I sindacati hanno analizzato il piano di risanamento di Amt 2026/2031 (92 pagine) presentato dal presidente Berruti lo scorso 5 febbraio.
Il piano si articola su 5 macro temi: produzione chilometrica, strategia tariffaria, azioni industriali, aumento di capitale e revisione contratti di servizio.
Le segreterie Filt-Cgil, Fit-Cisl, Uiltrasporti e Faisa-Cisal commentano in una nota: “Sospendendo valutazioni di merito relativamente al piano investimenti e ai benchmark di riferimento con altre aziende che lasciano parecchie perplessità, ci siamo concentrati sull’approfondimento del capitolo relativo alle azioni dirisanamento della struttura aziendale, ovvero ciò che si dovrebbe fare all’interno di Amt”.
La sintesi dei sindacati è questa: contrazione dell’organico complessivo di circa 300 unità al 2031, comprensive del cosiddetto “Fondino”, considerando anche una diminuzione dei volumi di servizio offerto; efficientamento dei turni di lavoro e introduzione dei contratti part time; redistribuzione più equa del PdR; inidonei e riconversione degli stessi principalmente alle attività di verifica titoli di viaggio; recupero del monte ferie pregresso e riduzione dell’assenteismo; aumento della produttività chilometrica nel corso del piano di risanamento.
“Come abbiamo già ribadito ripetutamente verbalmente a tutti i soggetti coinvolti, e firmato il 2 ottobre 2025 nonché il 5 gennaio 2026 con la Civica Amministrazione, le organizzazioni sindacali non sono, e non saranno, disponibili a sottoscrivere accordi sindacali che siano peggiorativi delle condizioni economiche e normative del personale”.
Nel corso delle prossime settimane sono stati calendarizzati 5 incontri con Amt per la discussione di queste tematiche. L’approccio che i sindacati avranno al tavolo negoziale sarà quello di ricercare misure di migliore conciliazione vita-lavoro che possano essere compatibili con le necessità aziendali.

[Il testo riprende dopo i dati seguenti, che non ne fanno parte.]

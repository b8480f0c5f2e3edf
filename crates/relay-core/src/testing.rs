//! In-memory [`Connection`] for exercising the hub without sockets.
//!
//! [`MemoryConnection::pair`] returns the hub-facing connection together with
//! a [`MemoryPeer`] that plays the remote client: it injects inbound
//! messages and collects whatever the hub delivers.

use std::sync::Arc;
use std::sync::atomic::{AtomicBool, AtomicUsize, Ordering};
use std::time::Duration;

use async_trait::async_trait;
use parking_lot::Mutex;
use tokio::sync::mpsc;
use tokio_util::sync::CancellationToken;

use crate::connection::{Connection, ConnectionId};
use crate::errors::{RecvError, SendError};
use crate::message::Message;

/// Hub-facing half of an in-memory connection.
pub struct MemoryConnection {
    id: ConnectionId,
    inbound: tokio::sync::Mutex<mpsc::UnboundedReceiver<Result<Message, RecvError>>>,
    outbound: mpsc::UnboundedSender<Message>,
    closed: CancellationToken,
    close_calls: AtomicUsize,
    send_calls: AtomicUsize,
    fail_next_send: AtomicBool,
    fail_all_sends: AtomicBool,
    send_delay: Mutex<Option<Duration>>,
}

/// Client-facing half of an in-memory connection.
pub struct MemoryPeer {
    inbound: mpsc::UnboundedSender<Result<Message, RecvError>>,
    outbound: mpsc::UnboundedReceiver<Message>,
}

impl MemoryConnection {
    /// Create a connected pair.
    pub fn pair() -> (Arc<Self>, MemoryPeer) {
        let (in_tx, in_rx) = mpsc::unbounded_channel();
        let (out_tx, out_rx) = mpsc::unbounded_channel();
        let conn = Arc::new(Self {
            id: ConnectionId::new(),
            inbound: tokio::sync::Mutex::new(in_rx),
            outbound: out_tx,
            closed: CancellationToken::new(),
            close_calls: AtomicUsize::new(0),
            send_calls: AtomicUsize::new(0),
            fail_next_send: AtomicBool::new(false),
            fail_all_sends: AtomicBool::new(false),
            send_delay: Mutex::new(None),
        });
        let peer = MemoryPeer {
            inbound: in_tx,
            outbound: out_rx,
        };
        (conn, peer)
    }

    /// Make the next `send` fail with a transport error.
    pub fn fail_next_send(&self) {
        self.fail_next_send.store(true, Ordering::SeqCst);
    }

    /// Make every subsequent `send` fail with a transport error.
    pub fn fail_all_sends(&self) {
        self.fail_all_sends.store(true, Ordering::SeqCst);
    }

    /// Delay every subsequent `send` by `delay` before it completes.
    pub fn stall_sends(&self, delay: Duration) {
        *self.send_delay.lock() = Some(delay);
    }

    /// How many times `close` has been called.
    pub fn close_count(&self) -> usize {
        self.close_calls.load(Ordering::SeqCst)
    }

    /// How many times `send` has been called, successful or not.
    pub fn send_count(&self) -> usize {
        self.send_calls.load(Ordering::SeqCst)
    }

    /// Whether `close` has been called at least once.
    pub fn is_closed(&self) -> bool {
        self.closed.is_cancelled()
    }
}

#[async_trait]
impl Connection for MemoryConnection {
    fn id(&self) -> ConnectionId {
        self.id
    }

    async fn receive(&self) -> Result<Message, RecvError> {
        let mut inbound = self.inbound.lock().await;
        tokio::select! {
            () = self.closed.cancelled() => Err(RecvError::Closed),
            next = inbound.recv() => next.unwrap_or(Err(RecvError::Closed)),
        }
    }

    async fn send(&self, message: &Message) -> Result<(), SendError> {
        let _ = self.send_calls.fetch_add(1, Ordering::SeqCst);
        if self.closed.is_cancelled() {
            return Err(SendError::Closed);
        }
        if self.fail_all_sends.load(Ordering::SeqCst)
            || self.fail_next_send.swap(false, Ordering::SeqCst)
        {
            return Err(SendError::Transport("injected send failure".into()));
        }
        let delay = *self.send_delay.lock();
        if let Some(delay) = delay {
            tokio::time::sleep(delay).await;
        }
        self.outbound
            .send(message.clone())
            .map_err(|_| SendError::Closed)
    }

    async fn close(&self) {
        let _ = self.close_calls.fetch_add(1, Ordering::SeqCst);
        self.closed.cancel();
    }
}

impl MemoryPeer {
    /// Deliver a message to the connection's inbound side.
    pub fn push(&self, message: Message) {
        let _ = self.inbound.send(Ok(message));
    }

    /// Make the connection's next `receive` fail with `error`.
    pub fn push_error(&self, error: RecvError) {
        let _ = self.inbound.send(Err(error));
    }

    /// Drop the inbound side; the connection then observes `RecvError::Closed`.
    pub fn disconnect(self) {
        drop(self);
    }

    /// Next delivered message, if one is already queued.
    pub fn try_recv(&mut self) -> Option<Message> {
        self.outbound.try_recv().ok()
    }

    /// Wait for the next delivered message.
    pub async fn recv(&mut self) -> Option<Message> {
        self.outbound.recv().await
    }

    /// Every delivered message currently queued.
    pub fn drain(&mut self) -> Vec<Message> {
        let mut out = Vec::new();
        while let Ok(msg) = self.outbound.try_recv() {
            out.push(msg);
        }
        out
    }
}

#[cfg(test)]
mod tests {
    use super::*;
    use assert_matches::assert_matches;

    #[tokio::test]
    async fn receive_yields_pushed_messages_in_order() {
        let (conn, peer) = MemoryConnection::pair();
        peer.push(Message::new("one", "a"));
        peer.push(Message::new("two", "a"));
        assert_eq!(conn.receive().await.unwrap().text, "one");
        assert_eq!(conn.receive().await.unwrap().text, "two");
    }

    #[tokio::test]
    async fn receive_after_disconnect_is_closed() {
        let (conn, peer) = MemoryConnection::pair();
        peer.disconnect();
        assert_matches!(conn.receive().await, Err(RecvError::Closed));
    }

    #[tokio::test]
    async fn receive_returns_injected_error() {
        let (conn, peer) = MemoryConnection::pair();
        peer.push_error(RecvError::Transport("reset".into()));
        assert_matches!(conn.receive().await, Err(RecvError::Transport(_)));
    }

    #[tokio::test]
    async fn close_unblocks_pending_receive() {
        let (conn, _peer) = MemoryConnection::pair();
        let reader = conn.clone();
        let handle = tokio::spawn(async move { reader.receive().await });
        tokio::task::yield_now().await;
        conn.close().await;
        assert_matches!(handle.await.unwrap(), Err(RecvError::Closed));
    }

    #[tokio::test]
    async fn send_reaches_peer() {
        let (conn, mut peer) = MemoryConnection::pair();
        conn.send(&Message::new("hi", "x")).await.unwrap();
        assert_eq!(peer.try_recv(), Some(Message::new("hi", "x")));
    }

    #[tokio::test]
    async fn fail_next_send_fails_once() {
        let (conn, mut peer) = MemoryConnection::pair();
        conn.fail_next_send();
        assert_matches!(
            conn.send(&Message::new("a", "x")).await,
            Err(SendError::Transport(_))
        );
        conn.send(&Message::new("b", "x")).await.unwrap();
        assert_eq!(peer.drain(), vec![Message::new("b", "x")]);
        assert_eq!(conn.send_count(), 2);
    }

    #[tokio::test]
    async fn send_after_close_fails() {
        let (conn, _peer) = MemoryConnection::pair();
        conn.close().await;
        assert_matches!(
            conn.send(&Message::new("a", "x")).await,
            Err(SendError::Closed)
        );
    }

    #[tokio::test]
    async fn close_is_counted_every_call() {
        let (conn, _peer) = MemoryConnection::pair();
        assert!(!conn.is_closed());
        conn.close().await;
        conn.close().await;
        assert!(conn.is_closed());
        assert_eq!(conn.close_count(), 2);
    }

    #[tokio::test(start_paused = true)]
    async fn stalled_send_waits() {
        let (conn, mut peer) = MemoryConnection::pair();
        conn.stall_sends(Duration::from_secs(10));
        let sender = conn.clone();
        let handle = tokio::spawn(async move { sender.send(&Message::new("slow", "x")).await });
        tokio::time::sleep(Duration::from_secs(5)).await;
        assert!(peer.try_recv().is_none());
        tokio::time::sleep(Duration::from_secs(6)).await;
        handle.await.unwrap().unwrap();
        assert_eq!(peer.try_recv(), Some(Message::new("slow", "x")));
    }
}
//! Connection registry and broadcast engine.
//!
//! The [`Hub`] owns the set of live connections. Membership is guarded by a
//! single `RwLock`; broadcast passes are serialized by a separate async
//! mutex so two passes never write to the same connection at once.
//!
//! A broadcast pass:
//! 1. snapshots membership under the read lock and releases it
//! 2. sends to every snapshot member concurrently, each under the send deadline
//! 3. evicts (removes, then closes) every member whose send failed
//!
//! Removal is keyed on [`ConnectionId`] and whoever actually removes a member
//! is the one that closes it, so a connection is closed at most once no matter
//! how unregister, eviction and [`Hub::close_all`] interleave.
//!
//! Once [`Hub::close_all`] has run the hub stays closed and refuses every
//! later registration.

use std::collections::HashMap;
use std::sync::Arc;
use std::sync::atomic::{AtomicBool, Ordering};
use std::time::{Duration, Instant};

use metrics::{counter, gauge, histogram};
use parking_lot::RwLock;
use relay_core::{Connection, ConnectionId, Message, SendError};
use tracing::{debug, warn};

use crate::metrics::{
    BROADCAST_DURATION_SECONDS, BROADCASTS_TOTAL, CONNECTIONS_ACTIVE, DELIVERIES_TOTAL,
    SEND_FAILURES_TOTAL,
};

/// Outcome of one broadcast pass.
#[derive(Clone, Copy, Debug, Default, PartialEq, Eq)]
pub struct BroadcastReport {
    /// Members in the snapshot the pass sent to.
    pub recipients: usize,
    /// Sends that succeeded.
    pub delivered: usize,
    /// Members removed and closed by this pass.
    pub evicted: usize,
}

/// Registry of live connections with best-effort fan-out.
pub struct Hub {
    members: RwLock<HashMap<ConnectionId, Arc<dyn Connection>>>,
    fanout: tokio::sync::Mutex<()>,
    send_timeout: Duration,
    closed: AtomicBool,
}

impl Hub {
    /// Create an empty hub. A send slower than `send_timeout` counts as failed.
    pub fn new(send_timeout: Duration) -> Self {
        Self {
            members: RwLock::new(HashMap::new()),
            fanout: tokio::sync::Mutex::new(()),
            send_timeout,
            closed: AtomicBool::new(false),
        }
    }

    /// Add a connection, replacing any existing entry with the same id.
    ///
    /// Returns `false` without adding it once [`Hub::close_all`] has run; the
    /// caller then still owns closing it.
    pub fn register(&self, conn: Arc<dyn Connection>) -> bool {
        let id = conn.id();
        let size = {
            let mut members = self.members.write();
            // Checked under the write lock so close_all cannot drain in between
            if self.closed.load(Ordering::SeqCst) {
                debug!(conn_id = %id, "hub closed, registration refused");
                return false;
            }
            let _ = members.insert(id, conn);
            members.len()
        };
        record_size(size);
        debug!(conn_id = %id, members = size, "connection registered");
        true
    }

    /// Remove a connection if present.
    ///
    /// Returns `true` only for the call that actually removed it; the caller
    /// then owns closing it.
    pub fn unregister(&self, id: ConnectionId) -> bool {
        self.remove(id).is_some()
    }

    /// Send `message` to every current member.
    ///
    /// Never fails as a whole. Members whose send fails or misses the
    /// deadline are removed and closed before this returns; nothing is
    /// retried and the other members are unaffected.
    pub async fn broadcast(&self, message: &Message) -> BroadcastReport {
        let _pass = self.fanout.lock().await;
        let started = Instant::now();

        let snapshot: Vec<Arc<dyn Connection>> = self.members.read().values().cloned().collect();
        let deadline = self.send_timeout;
        let sends = snapshot.iter().map(|conn| async move {
            let result = tokio::time::timeout(deadline, conn.send(message))
                .await
                .unwrap_or(Err(SendError::TimedOut(deadline)));
            (conn, result)
        });
        let results = futures::future::join_all(sends).await;

        let mut report = BroadcastReport {
            recipients: snapshot.len(),
            ..BroadcastReport::default()
        };
        for (conn, result) in results {
            match result {
                Ok(()) => report.delivered += 1,
                Err(error) => {
                    counter!(SEND_FAILURES_TOTAL, "reason" => error.kind()).increment(1);
                    warn!(conn_id = %conn.id(), error = %error, "send failed, evicting recipient");
                    if self.evict(conn.id()).await {
                        report.evicted += 1;
                    }
                }
            }
        }

        counter!(BROADCASTS_TOTAL).increment(1);
        counter!(DELIVERIES_TOTAL).increment(report.delivered as u64);
        histogram!(BROADCAST_DURATION_SECONDS).record(started.elapsed().as_secs_f64());
        debug!(
            recipients = report.recipients,
            delivered = report.delivered,
            evicted = report.evicted,
            "broadcast complete"
        );
        report
    }

    /// Remove and close every member, and refuse later registrations.
    ///
    /// Returns how many members were closed.
    pub async fn close_all(&self) -> usize {
        self.closed.store(true, Ordering::SeqCst);
        let drained: Vec<Arc<dyn Connection>> = {
            let mut members = self.members.write();
            members.drain().map(|(_, conn)| conn).collect()
        };
        record_size(0);
        let _ = futures::future::join_all(drained.iter().map(|conn| conn.close())).await;
        drained.len()
    }

    /// Number of members.
    pub fn len(&self) -> usize {
        self.members.read().len()
    }

    /// Whether the hub has no members.
    pub fn is_empty(&self) -> bool {
        self.members.read().is_empty()
    }

    /// Whether [`Hub::close_all`] has run.
    pub fn is_closed(&self) -> bool {
        self.closed.load(Ordering::SeqCst)
    }

    /// Whether `id` is a member.
    pub fn contains(&self, id: ConnectionId) -> bool {
        self.members.read().contains_key(&id)
    }

    async fn evict(&self, id: ConnectionId) -> bool {
        match self.remove(id) {
            Some(conn) => {
                conn.close().await;
                true
            }
            None => false,
        }
    }

    fn remove(&self, id: ConnectionId) -> Option<Arc<dyn Connection>> {
        let (removed, size) = {
            let mut members = self.members.write();
            let removed = members.remove(&id);
            (removed, members.len())
        };
        if removed.is_some() {
            record_size(size);
            debug!(conn_id = %id, members = size, "connection removed");
        }
        removed
    }
}

#[allow(clippy::cast_precision_loss)]
fn record_size(size: usize) {
    gauge!(CONNECTIONS_ACTIVE).set(size as f64);
}
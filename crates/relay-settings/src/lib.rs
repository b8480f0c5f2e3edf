//! # relay-settings
//!
//! Configuration management with layered sources for the relay hub.
//!
//! Settings are loaded from three layers (in priority order):
//! 1. **Compiled defaults** — [`RelaySettings::default()`]
//! 2. **Settings file** — JSON, deep-merged over defaults
//! 3. **Environment variables** — `RELAY_*` overrides (highest priority)
//!
//! The file is taken from an explicit path when the caller has one (the
//! `--config` flag), else `$RELAY_CONFIG`, else `~/.relay/settings.json`.

#![deny(unsafe_code)]

pub mod errors;
pub mod loader;
pub mod types;

pub use errors::{Result, SettingsError};
pub use loader::{deep_merge, load_settings, load_settings_from_path, settings_path};
pub use types::*;
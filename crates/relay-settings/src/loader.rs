//! Settings loading with deep merge and environment variable overrides.
//!
//! Loading flow:
//! 1. Start with compiled [`RelaySettings::default()`]
//! 2. If the settings file exists, deep-merge its values over defaults
//! 3. Apply `RELAY_*` environment overrides (highest priority)
//! 4. Validate the result
//!
//! Deep merge rules:
//! - Objects are merged recursively (source overrides target per-key)
//! - Arrays and primitives are replaced entirely by source
//! - Null values in source are skipped (preserving target)

use std::path::{Path, PathBuf};

use relay_core::logging::LogFormat;
use serde_json::Value;
use tracing::debug;

use crate::errors::Result;
use crate::types::RelaySettings;

/// Environment variable naming an explicit settings file.
pub const CONFIG_ENV: &str = "RELAY_CONFIG";

/// Resolve the settings file path: `$RELAY_CONFIG`, else `~/.relay/settings.json`.
pub fn settings_path() -> PathBuf {
    if let Some(path) = read_env_string(CONFIG_ENV) {
        return PathBuf::from(path);
    }
    let home = std::env::var("HOME").unwrap_or_else(|_| "/tmp".to_string());
    PathBuf::from(home).join(".relay").join("settings.json")
}

/// Load settings from the default path with env var overrides.
pub fn load_settings() -> Result<RelaySettings> {
    load_settings_from_path(&settings_path())
}

/// Load settings from a specific path with env var overrides.
///
/// If the file does not exist, returns defaults. If the file contains
/// invalid JSON, or the merged result fails validation, returns an error.
pub fn load_settings_from_path(path: &Path) -> Result<RelaySettings> {
    load_with_env(path, |name| std::env::var(name).ok())
}

fn load_with_env(path: &Path, env: impl Fn(&str) -> Option<String>) -> Result<RelaySettings> {
    let defaults = serde_json::to_value(RelaySettings::default())?;

    let merged = if path.exists() {
        debug!(?path, "loading settings from file");
        let content = std::fs::read_to_string(path)?;
        let user: Value = serde_json::from_str(&content)?;
        deep_merge(defaults, user)
    } else {
        debug!(?path, "settings file not found, using defaults");
        defaults
    };

    let mut settings: RelaySettings = serde_json::from_value(merged)?;
    apply_env_overrides(&mut settings, env);
    settings.validate()?;
    Ok(settings)
}

/// Recursive deep merge of two JSON values.
pub fn deep_merge(target: Value, source: Value) -> Value {
    match (target, source) {
        (Value::Object(mut target_map), Value::Object(source_map)) => {
            for (key, source_val) in source_map {
                if source_val.is_null() {
                    continue;
                }
                let merged = if let Some(target_val) = target_map.remove(&key) {
                    deep_merge(target_val, source_val)
                } else {
                    source_val
                };
                let _ = target_map.insert(key, merged);
            }
            Value::Object(target_map)
        }
        (_, source) => source,
    }
}

/// Apply `RELAY_*` overrides read through `env`.
///
/// Integers must parse and fall within range; invalid values are logged and
/// ignored, keeping the file/default value.
pub fn apply_env_overrides(settings: &mut RelaySettings, env: impl Fn(&str) -> Option<String>) {
    let env = EnvReader(env);

    // ── Server ──────────────────────────────────────────────────────
    if let Some(v) = env.string("RELAY_HOST") {
        settings.server.host = v;
    }
    if let Some(v) = env.u16("RELAY_PORT", 0, 65535) {
        settings.server.port = v;
    }
    if let Some(v) = env.string("RELAY_STATIC_DIR") {
        settings.server.static_dir = Some(v);
    }
    if let Some(v) = env.usize("RELAY_MAX_CONNECTIONS", 1, 1_000_000) {
        settings.server.max_connections = v;
    }
    if let Some(v) = env.usize("RELAY_MAX_MESSAGE_SIZE", 64, 64 * 1024 * 1024) {
        settings.server.max_message_size = v;
    }

    // ── Hub ─────────────────────────────────────────────────────────
    if let Some(v) = env.u64("RELAY_SEND_TIMEOUT_MS", 1, 600_000) {
        settings.hub.send_timeout_ms = v;
    }
    if let Some(v) = env.usize("RELAY_OUTBOUND_QUEUE", 1, 65_536) {
        settings.hub.outbound_queue_capacity = v;
    }

    // ── Heartbeat ───────────────────────────────────────────────────
    if let Some(v) = env.u64("RELAY_HEARTBEAT_INTERVAL_SECS", 1, 3_600) {
        settings.heartbeat.interval_secs = v;
    }
    if let Some(v) = env.u64("RELAY_HEARTBEAT_TIMEOUT_SECS", 1, 86_400) {
        settings.heartbeat.timeout_secs = v;
    }

    // ── Logging ─────────────────────────────────────────────────────
    if let Some(v) = env.string("RELAY_LOG_LEVEL") {
        settings.logging.level = v;
    }
    if let Some(v) = env.string("RELAY_LOG_FORMAT") {
        match v.parse::<LogFormat>() {
            Ok(format) => settings.logging.format = format,
            Err(e) => tracing::warn!(key = "RELAY_LOG_FORMAT", value = %v, error = %e, "ignoring"),
        }
    }
}

// ── Pure parsing functions (testable without env vars) ──────────────────────

/// Parse a string as a `u16` within a range.
pub fn parse_u16_range(val: &str, min: u16, max: u16) -> Option<u16> {
    let n: u16 = val.parse().ok()?;
    (min..=max).contains(&n).then_some(n)
}

/// Parse a string as a `u64` within a range.
pub fn parse_u64_range(val: &str, min: u64, max: u64) -> Option<u64> {
    let n: u64 = val.parse().ok()?;
    (min..=max).contains(&n).then_some(n)
}

/// Parse a string as a `usize` within a range.
pub fn parse_usize_range(val: &str, min: usize, max: usize) -> Option<usize> {
    let n: usize = val.parse().ok()?;
    (min..=max).contains(&n).then_some(n)
}

fn read_env_string(name: &str) -> Option<String> {
    std::env::var(name).ok().filter(|v| !v.is_empty())
}

struct EnvReader<F>(F);

impl<F: Fn(&str) -> Option<String>> EnvReader<F> {
    fn string(&self, name: &str) -> Option<String> {
        (self.0)(name).filter(|v| !v.is_empty())
    }

    fn u16(&self, name: &str, min: u16, max: u16) -> Option<u16> {
        let val = (self.0)(name)?;
        let result = parse_u16_range(&val, min, max);
        if result.is_none() {
            tracing::warn!(key = name, value = %val, "invalid u16 env var, ignoring");
        }
        result
    }

    fn u64(&self, name: &str, min: u64, max: u64) -> Option<u64> {
        let val = (self.0)(name)?;
        let result = parse_u64_range(&val, min, max);
        if result.is_none() {
            tracing::warn!(key = name, value = %val, "invalid u64 env var, ignoring");
        }
        result
    }

    fn usize(&self, name: &str, min: usize, max: usize) -> Option<usize> {
        let val = (self.0)(name)?;
        let result = parse_usize_range(&val, min, max);
        if result.is_none() {
            tracing::warn!(key = name, value = %val, "invalid usize env var, ignoring");
        }
        result
    }
}

#[cfg(test)]
mod tests {
    use std::collections::HashMap;

    use super::*;
    use crate::errors::SettingsError;
    use assert_matches::assert_matches;

    fn no_env(_: &str) -> Option<String> {
        None
    }

    fn env_of(pairs: &[(&str, &str)]) -> impl Fn(&str) -> Option<String> {
        let map: HashMap<String, String> = pairs
            .iter()
            .map(|(k, v)| ((*k).to_string(), (*v).to_string()))
            .collect();
        move |name| map.get(name).cloned()
    }

    // ── deep_merge ──────────────────────────────────────────────────

    #[test]
    fn merge_nested_override() {
        let target = serde_json::json!({
            "server": {"port": 8080, "host": "localhost"}
        });
        let source = serde_json::json!({
            "server": {"port": 9090}
        });
        let merged = deep_merge(target, source);
        assert_eq!(merged["server"]["port"], 9090);
        assert_eq!(merged["server"]["host"], "localhost");
    }

    #[test]
    fn merge_array_replace() {
        let target = serde_json::json!({"items": [1, 2, 3]});
        let source = serde_json::json!({"items": [4, 5]});
        let merged = deep_merge(target, source);
        assert_eq!(merged["items"], serde_json::json!([4, 5]));
    }

    #[test]
    fn merge_null_preserves_target() {
        let target = serde_json::json!({"a": 1, "b": 2});
        let source = serde_json::json!({"a": null});
        let merged = deep_merge(target, source);
        assert_eq!(merged["a"], 1);
        assert_eq!(merged["b"], 2);
    }

    #[test]
    fn merge_primitive_replaces_object() {
        let target = serde_json::json!({"a": {"nested": true}});
        let source = serde_json::json!({"a": 42});
        let merged = deep_merge(target, source);
        assert_eq!(merged["a"], 42);
    }

    #[test]
    fn merge_empty_source() {
        let target = serde_json::json!({"a": 1, "b": {"c": 2}});
        let merged = deep_merge(target.clone(), serde_json::json!({}));
        assert_eq!(merged, target);
    }

    // ── loading ─────────────────────────────────────────────────────

    #[test]
    fn load_missing_file_returns_defaults() {
        let path = Path::new("/nonexistent/settings.json");
        let settings = load_with_env(path, no_env).unwrap();
        assert_eq!(settings, RelaySettings::default());
    }

    #[test]
    fn load_empty_json_returns_defaults() {
        let dir = tempfile::tempdir().unwrap();
        let path = dir.path().join("settings.json");
        std::fs::write(&path, "{}").unwrap();

        let settings = load_with_env(&path, no_env).unwrap();
        assert_eq!(settings, RelaySettings::default());
    }

    #[test]
    fn load_partial_json_overrides() {
        let dir = tempfile::tempdir().unwrap();
        let path = dir.path().join("settings.json");
        std::fs::write(
            &path,
            r#"{"server": {"port": 9090}, "hub": {"sendTimeoutMs": 250}}"#,
        )
        .unwrap();

        let settings = load_with_env(&path, no_env).unwrap();
        assert_eq!(settings.server.port, 9090);
        assert_eq!(settings.server.host, "0.0.0.0");
        assert_eq!(settings.hub.send_timeout_ms, 250);
        assert_eq!(settings.hub.outbound_queue_capacity, 256);
    }

    #[test]
    fn load_invalid_json_returns_error() {
        let dir = tempfile::tempdir().unwrap();
        let path = dir.path().join("settings.json");
        std::fs::write(&path, "not valid json").unwrap();

        assert_matches!(load_with_env(&path, no_env), Err(SettingsError::Json(_)));
    }

    #[test]
    fn load_rejects_invalid_values() {
        let dir = tempfile::tempdir().unwrap();
        let path = dir.path().join("settings.json");
        std::fs::write(&path, r#"{"hub": {"outboundQueueCapacity": 0}}"#).unwrap();

        assert_matches!(
            load_with_env(&path, no_env),
            Err(SettingsError::InvalidValue(_))
        );
    }

    #[test]
    fn env_overrides_beat_file() {
        let dir = tempfile::tempdir().unwrap();
        let path = dir.path().join("settings.json");
        std::fs::write(&path, r#"{"server": {"port": 9090}}"#).unwrap();

        let env = env_of(&[("RELAY_PORT", "7000"), ("RELAY_HOST", "127.0.0.1")]);
        let settings = load_with_env(&path, env).unwrap();
        assert_eq!(settings.server.port, 7000);
        assert_eq!(settings.server.host, "127.0.0.1");
    }

    // ── apply_env_overrides ─────────────────────────────────────────

    #[test]
    fn env_overrides_every_section() {
        let mut settings = RelaySettings::default();
        let env = env_of(&[
            ("RELAY_STATIC_DIR", "/srv/www"),
            ("RELAY_MAX_CONNECTIONS", "10"),
            ("RELAY_MAX_MESSAGE_SIZE", "4096"),
            ("RELAY_SEND_TIMEOUT_MS", "100"),
            ("RELAY_OUTBOUND_QUEUE", "8"),
            ("RELAY_HEARTBEAT_INTERVAL_SECS", "5"),
            ("RELAY_HEARTBEAT_TIMEOUT_SECS", "15"),
            ("RELAY_LOG_LEVEL", "debug"),
            ("RELAY_LOG_FORMAT", "json"),
        ]);
        apply_env_overrides(&mut settings, env);
        assert_eq!(settings.server.static_dir.as_deref(), Some("/srv/www"));
        assert_eq!(settings.server.max_connections, 10);
        assert_eq!(settings.server.max_message_size, 4096);
        assert_eq!(settings.hub.send_timeout_ms, 100);
        assert_eq!(settings.hub.outbound_queue_capacity, 8);
        assert_eq!(settings.heartbeat.interval_secs, 5);
        assert_eq!(settings.heartbeat.timeout_secs, 15);
        assert_eq!(settings.logging.level, "debug");
        assert_eq!(settings.logging.format, LogFormat::Json);
    }

    #[test]
    fn invalid_env_values_are_ignored() {
        let mut settings = RelaySettings::default();
        let env = env_of(&[
            ("RELAY_PORT", "not_a_port"),
            ("RELAY_SEND_TIMEOUT_MS", "0"),
            ("RELAY_LOG_FORMAT", "xml"),
            ("RELAY_HOST", ""),
        ]);
        apply_env_overrides(&mut settings, env);
        assert_eq!(settings, RelaySettings::default());
    }

    // ── parse helpers ───────────────────────────────────────────────

    #[test]
    fn parse_u16_valid() {
        assert_eq!(parse_u16_range("9090", 1, 65535), Some(9090));
        assert_eq!(parse_u16_range("0", 0, 65535), Some(0));
    }

    #[test]
    fn parse_u16_invalid() {
        assert_eq!(parse_u16_range("not_a_number", 1, 65535), None);
        assert_eq!(parse_u16_range("", 1, 65535), None);
        assert_eq!(parse_u16_range("99999", 1, 65535), None);
    }

    #[test]
    fn parse_u64_bounds() {
        assert_eq!(parse_u64_range("1000", 1000, 600_000), Some(1000));
        assert_eq!(parse_u64_range("500", 1000, 600_000), None);
        assert_eq!(parse_u64_range("700000", 1000, 600_000), None);
    }

    #[test]
    fn parse_usize_bounds() {
        assert_eq!(parse_usize_range("50", 1, 10_000), Some(50));
        assert_eq!(parse_usize_range("0", 1, 10_000), None);
    }
}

“La situazione di Amt è sicuramente molto complessa e necessita di attenta valutazione e presa di coscienza da parte di tutti gli attori coinvolti; certo è che non dovranno essere i lavoratori, che sicuramente hanno fatto il loro dovere, a pagare errori o sottofinanziamenti che non sono di loro competenza. Ricordiamo che il tribunale ha autorizzato le misure di protezione nei confronti di Amt, contro eventuali azioni da parte dei creditori, fino al 20 febbraio 2026, pertanto risulta assolutamente essenziale per il percorso di risanamento la proroga delle misure per ulteriori 120 giorni. Superata la fase di rinnovo delle misure protettive e consolidata la rivisitazione del contratto di servizio, attraverso maggiori risorse da Regione Liguria e dal Comune di Genova, sarà necessario, sempre da parte degli Enti Locali, il percorso di ricapitalizzazione della società”.